Within the data below, count the lines that include "nonce" and give only the count.

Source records
◆ ◆ ◆
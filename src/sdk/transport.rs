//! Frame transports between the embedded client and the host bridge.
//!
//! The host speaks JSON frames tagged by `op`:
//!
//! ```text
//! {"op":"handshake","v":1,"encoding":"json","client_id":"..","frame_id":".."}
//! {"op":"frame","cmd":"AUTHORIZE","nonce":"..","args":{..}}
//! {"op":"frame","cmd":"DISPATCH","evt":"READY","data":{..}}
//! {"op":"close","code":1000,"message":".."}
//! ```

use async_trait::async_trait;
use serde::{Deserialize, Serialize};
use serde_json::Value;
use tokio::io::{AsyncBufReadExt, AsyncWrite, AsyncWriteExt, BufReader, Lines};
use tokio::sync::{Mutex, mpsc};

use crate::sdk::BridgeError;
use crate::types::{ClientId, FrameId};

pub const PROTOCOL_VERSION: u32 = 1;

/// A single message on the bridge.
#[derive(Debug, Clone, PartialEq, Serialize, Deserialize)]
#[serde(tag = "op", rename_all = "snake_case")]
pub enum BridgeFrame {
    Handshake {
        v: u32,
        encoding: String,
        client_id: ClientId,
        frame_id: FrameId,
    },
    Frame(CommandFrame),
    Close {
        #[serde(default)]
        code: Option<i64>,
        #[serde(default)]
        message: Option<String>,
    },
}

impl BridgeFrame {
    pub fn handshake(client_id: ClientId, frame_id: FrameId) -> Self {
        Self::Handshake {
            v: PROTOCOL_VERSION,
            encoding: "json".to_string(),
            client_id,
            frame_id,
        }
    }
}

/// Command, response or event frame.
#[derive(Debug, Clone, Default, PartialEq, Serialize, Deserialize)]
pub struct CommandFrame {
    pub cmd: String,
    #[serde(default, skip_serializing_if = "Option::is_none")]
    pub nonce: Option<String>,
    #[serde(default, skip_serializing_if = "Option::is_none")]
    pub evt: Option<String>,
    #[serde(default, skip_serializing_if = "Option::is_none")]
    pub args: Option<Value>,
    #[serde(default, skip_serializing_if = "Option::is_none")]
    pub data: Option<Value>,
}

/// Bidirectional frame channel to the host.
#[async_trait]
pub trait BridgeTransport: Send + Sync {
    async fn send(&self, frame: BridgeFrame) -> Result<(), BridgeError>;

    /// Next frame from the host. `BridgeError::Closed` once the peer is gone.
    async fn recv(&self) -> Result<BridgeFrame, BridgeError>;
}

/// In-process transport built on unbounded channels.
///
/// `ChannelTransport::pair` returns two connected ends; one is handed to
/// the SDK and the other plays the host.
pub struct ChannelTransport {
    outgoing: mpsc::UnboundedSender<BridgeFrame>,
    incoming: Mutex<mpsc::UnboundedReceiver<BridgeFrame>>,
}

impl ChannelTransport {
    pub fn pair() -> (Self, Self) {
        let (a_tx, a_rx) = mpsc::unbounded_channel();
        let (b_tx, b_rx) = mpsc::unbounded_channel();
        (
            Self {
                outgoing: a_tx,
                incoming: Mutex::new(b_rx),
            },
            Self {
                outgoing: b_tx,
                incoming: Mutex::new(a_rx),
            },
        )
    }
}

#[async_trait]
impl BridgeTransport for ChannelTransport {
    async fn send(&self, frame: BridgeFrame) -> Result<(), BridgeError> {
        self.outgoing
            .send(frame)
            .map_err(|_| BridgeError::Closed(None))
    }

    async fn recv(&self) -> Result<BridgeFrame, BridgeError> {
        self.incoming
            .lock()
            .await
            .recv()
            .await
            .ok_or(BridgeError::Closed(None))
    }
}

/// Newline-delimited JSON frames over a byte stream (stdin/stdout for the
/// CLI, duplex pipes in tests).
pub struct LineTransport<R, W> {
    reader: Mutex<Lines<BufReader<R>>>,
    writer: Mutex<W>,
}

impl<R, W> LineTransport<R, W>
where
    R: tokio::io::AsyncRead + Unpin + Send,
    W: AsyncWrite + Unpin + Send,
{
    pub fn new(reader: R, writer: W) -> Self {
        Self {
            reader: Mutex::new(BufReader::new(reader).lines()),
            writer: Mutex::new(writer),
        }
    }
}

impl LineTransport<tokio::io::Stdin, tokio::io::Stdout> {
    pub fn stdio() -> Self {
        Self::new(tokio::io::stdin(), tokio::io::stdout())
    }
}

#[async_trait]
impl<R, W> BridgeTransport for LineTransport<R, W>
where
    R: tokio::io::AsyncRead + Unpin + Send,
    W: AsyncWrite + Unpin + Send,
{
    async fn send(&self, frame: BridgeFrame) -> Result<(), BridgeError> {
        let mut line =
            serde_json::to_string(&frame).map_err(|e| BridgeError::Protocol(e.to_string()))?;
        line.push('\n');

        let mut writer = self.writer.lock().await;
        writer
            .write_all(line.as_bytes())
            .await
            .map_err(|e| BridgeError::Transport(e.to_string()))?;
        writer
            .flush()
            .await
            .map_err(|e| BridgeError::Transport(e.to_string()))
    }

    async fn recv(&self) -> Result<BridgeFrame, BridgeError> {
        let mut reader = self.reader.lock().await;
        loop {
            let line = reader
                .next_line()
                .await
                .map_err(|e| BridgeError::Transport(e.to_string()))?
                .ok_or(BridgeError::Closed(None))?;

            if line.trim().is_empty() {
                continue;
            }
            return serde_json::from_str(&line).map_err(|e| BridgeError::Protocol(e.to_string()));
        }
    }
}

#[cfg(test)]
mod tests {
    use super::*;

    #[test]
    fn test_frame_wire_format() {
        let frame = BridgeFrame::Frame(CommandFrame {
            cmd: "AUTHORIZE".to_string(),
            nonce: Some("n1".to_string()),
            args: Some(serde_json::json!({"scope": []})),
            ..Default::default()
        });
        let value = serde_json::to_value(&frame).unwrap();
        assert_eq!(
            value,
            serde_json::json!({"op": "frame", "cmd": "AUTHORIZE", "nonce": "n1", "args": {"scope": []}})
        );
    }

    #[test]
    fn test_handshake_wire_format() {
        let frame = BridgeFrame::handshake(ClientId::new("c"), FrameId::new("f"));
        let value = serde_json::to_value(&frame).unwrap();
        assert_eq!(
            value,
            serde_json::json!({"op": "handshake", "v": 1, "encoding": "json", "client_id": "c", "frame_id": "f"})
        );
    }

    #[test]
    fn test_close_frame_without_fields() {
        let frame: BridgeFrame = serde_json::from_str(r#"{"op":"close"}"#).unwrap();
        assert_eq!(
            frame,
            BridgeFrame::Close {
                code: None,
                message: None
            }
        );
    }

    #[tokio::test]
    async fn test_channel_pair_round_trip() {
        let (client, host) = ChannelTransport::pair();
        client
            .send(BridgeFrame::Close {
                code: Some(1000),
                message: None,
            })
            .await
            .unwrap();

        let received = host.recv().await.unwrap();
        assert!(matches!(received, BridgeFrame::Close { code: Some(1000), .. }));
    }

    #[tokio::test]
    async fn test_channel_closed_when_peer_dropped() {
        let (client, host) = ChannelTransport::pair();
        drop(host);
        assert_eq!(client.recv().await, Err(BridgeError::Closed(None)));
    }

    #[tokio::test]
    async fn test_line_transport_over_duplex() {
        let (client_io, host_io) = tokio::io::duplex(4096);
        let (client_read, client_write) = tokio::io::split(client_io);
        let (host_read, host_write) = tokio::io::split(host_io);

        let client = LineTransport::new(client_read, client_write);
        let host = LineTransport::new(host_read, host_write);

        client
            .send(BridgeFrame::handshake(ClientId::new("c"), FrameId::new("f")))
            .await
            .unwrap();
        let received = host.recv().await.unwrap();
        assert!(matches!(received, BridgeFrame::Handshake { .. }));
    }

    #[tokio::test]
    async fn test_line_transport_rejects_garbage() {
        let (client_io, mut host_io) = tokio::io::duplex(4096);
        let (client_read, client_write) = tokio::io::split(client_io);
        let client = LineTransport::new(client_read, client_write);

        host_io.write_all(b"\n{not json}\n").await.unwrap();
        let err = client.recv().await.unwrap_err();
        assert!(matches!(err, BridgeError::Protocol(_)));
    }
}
◆ ◆ ◆
RESULT FOR THIS EXERCISE.
4